Skip to main content

luml.experiments.evaluation.evaluate

evaluate

def evaluate(
eval_dataset: list[EvalItem],
inference_fn: Callable[[dict[str, Any]], Any],
scorers: list[BaseScorer],
dataset_id: str,
experiment_tracker: ExperimentTracker,
n_threads: int = 1
) -> EvalResults

Evaluates a dataset using the given inference function and scorers.

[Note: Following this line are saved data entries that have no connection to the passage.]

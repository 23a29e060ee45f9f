//! Liveness check.

use axum::http::StatusCode;

/// `GET /health`: 200 "OK" while the receiver is accepting connections.
///
/// Touches neither the spool nor the secrets file.
pub async fn health_handler() -> (StatusCode, &'static str) {
    (StatusCode::OK, "OK")
}
//! Spool entry naming.
//!
//! Every entry is a regular file named `{hook}-{YYYYMMDD_HHMMSS}-{suffix}`,
//! where `suffix` is 7 random ASCII alphanumerics. The name is the only
//! protocol between the receiver and the dispatcher: it carries the hook, it
//! orders entries chronologically, and it makes every entry unique.
//!
//! In-flight writes use names starting with [`TEMP_PREFIX`]. A leading dot
//! can never start a valid hook name, so temp files are never mistaken for
//! entries.

use std::cmp::Ordering;
use std::path::{Path, PathBuf};

use chrono::{DateTime, NaiveDateTime, Utc};
use rand::Rng;
use rand::distr::Alphanumeric;

use crate::types::{EntryId, HookName};

use super::Result;

/// `chrono` format of the timestamp component.
pub const TIMESTAMP_FORMAT: &str = "%Y%m%d_%H%M%S";

/// Length of the random suffix.
pub const SUFFIX_LEN: usize = 7;

/// Prefix of temp files holding writes that are not yet visible.
pub const TEMP_PREFIX: &str = ".tmp-";

/// Returns `len` random ASCII alphanumerics.
pub fn random_suffix(len: usize) -> String {
    rand::rng()
        .sample_iter(&Alphanumeric)
        .take(len)
        .map(char::from)
        .collect()
}

/// Formats an entry filename.
pub fn format_entry_name(hook: &HookName, at: DateTime<Utc>, suffix: &str) -> String {
    format!("{}-{}-{}", hook, at.format(TIMESTAMP_FORMAT), suffix)
}

/// The components of a well-formed entry name.
#[derive(Debug, Clone, PartialEq, Eq)]
pub struct EntryName {
    pub hook: HookName,
    pub timestamp: NaiveDateTime,
    pub suffix: String,
}

/// Splits an entry filename into its components.
///
/// Hook names may themselves contain `-`, so the name is split from the
/// right. Returns `None` for anything that is not a well-formed entry name,
/// including temp files.
pub fn parse_entry_name(name: &str) -> Option<EntryName> {
    let mut parts = name.rsplitn(3, '-');
    let suffix = parts.next()?;
    let timestamp = parts.next()?;
    let hook = parts.next()?;

    if suffix.len() != SUFFIX_LEN || !suffix.bytes().all(|b| b.is_ascii_alphanumeric()) {
        return None;
    }
    let timestamp = NaiveDateTime::parse_from_str(timestamp, TIMESTAMP_FORMAT).ok()?;
    let hook = HookName::parse(hook).ok()?;

    Some(EntryName {
        hook,
        timestamp,
        suffix: suffix.to_string(),
    })
}

/// A pending event in the spool.
#[derive(Debug, Clone, PartialEq, Eq)]
pub struct SpoolEntry {
    /// The filename, which is the entry's identity.
    pub id: EntryId,

    /// The hook the event was posted to.
    pub hook: HookName,

    /// When the receiver spooled the event, at one-second resolution.
    pub timestamp: NaiveDateTime,

    /// Full path to the entry file.
    pub path: PathBuf,

    suffix: String,
}

impl SpoolEntry {
    /// Builds an entry from a filename in `spool_dir`, if the name is well-formed.
    pub fn from_file_name(spool_dir: &Path, file_name: &str) -> Option<Self> {
        let parsed = parse_entry_name(file_name)?;
        Some(SpoolEntry {
            id: EntryId::new(file_name),
            hook: parsed.hook,
            timestamp: parsed.timestamp,
            path: spool_dir.join(file_name),
            suffix: parsed.suffix,
        })
    }

    /// Reads the raw payload bytes.
    pub fn read_payload(&self) -> Result<Vec<u8>> {
        Ok(std::fs::read(&self.path)?)
    }

    /// Arrival order: timestamp, then suffix, then the full name as a tiebreak.
    pub fn arrival_cmp(&self, other: &Self) -> Ordering {
        self.timestamp
            .cmp(&other.timestamp)
            .then_with(|| self.suffix.cmp(&other.suffix))
            .then_with(|| self.id.as_str().cmp(other.id.as_str()))
    }
}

This function processes each evaluation item from the input dataset, applies the provided inference function to generate predictions, and scores these predictions using the specified scorers. Results are aggregated across the dataset and returned.

Arguments:

  • eval_dataset list[EvalItem] - The dataset to evaluate, where each item contains the necessary data for inference and scoring.
  • inference_fn Callable[[dict[str, Any]], Any] - A callable that generates predictions for a single evaluation input. The callable receives a dictionary of input data and returns the corresponding prediction.
  • scorers list[BaseScorer] - A list of scorer objects used to evaluate the predictions for each item in the dataset.
  • dataset_id str - A unique identifier for the dataset being evaluated.
  • experiment_tracker ExperimentTracker - An object for tracking evaluation results and metadata during the experiment.
  • n_threads int - The number of threads to use for parallel evaluation. Defaults to 1, which performs evaluation sequentially.

Returns:

  • EvalResults - An object containing detailed evaluation results for each item, aggregated scores across the dataset, and the associated dataset ID.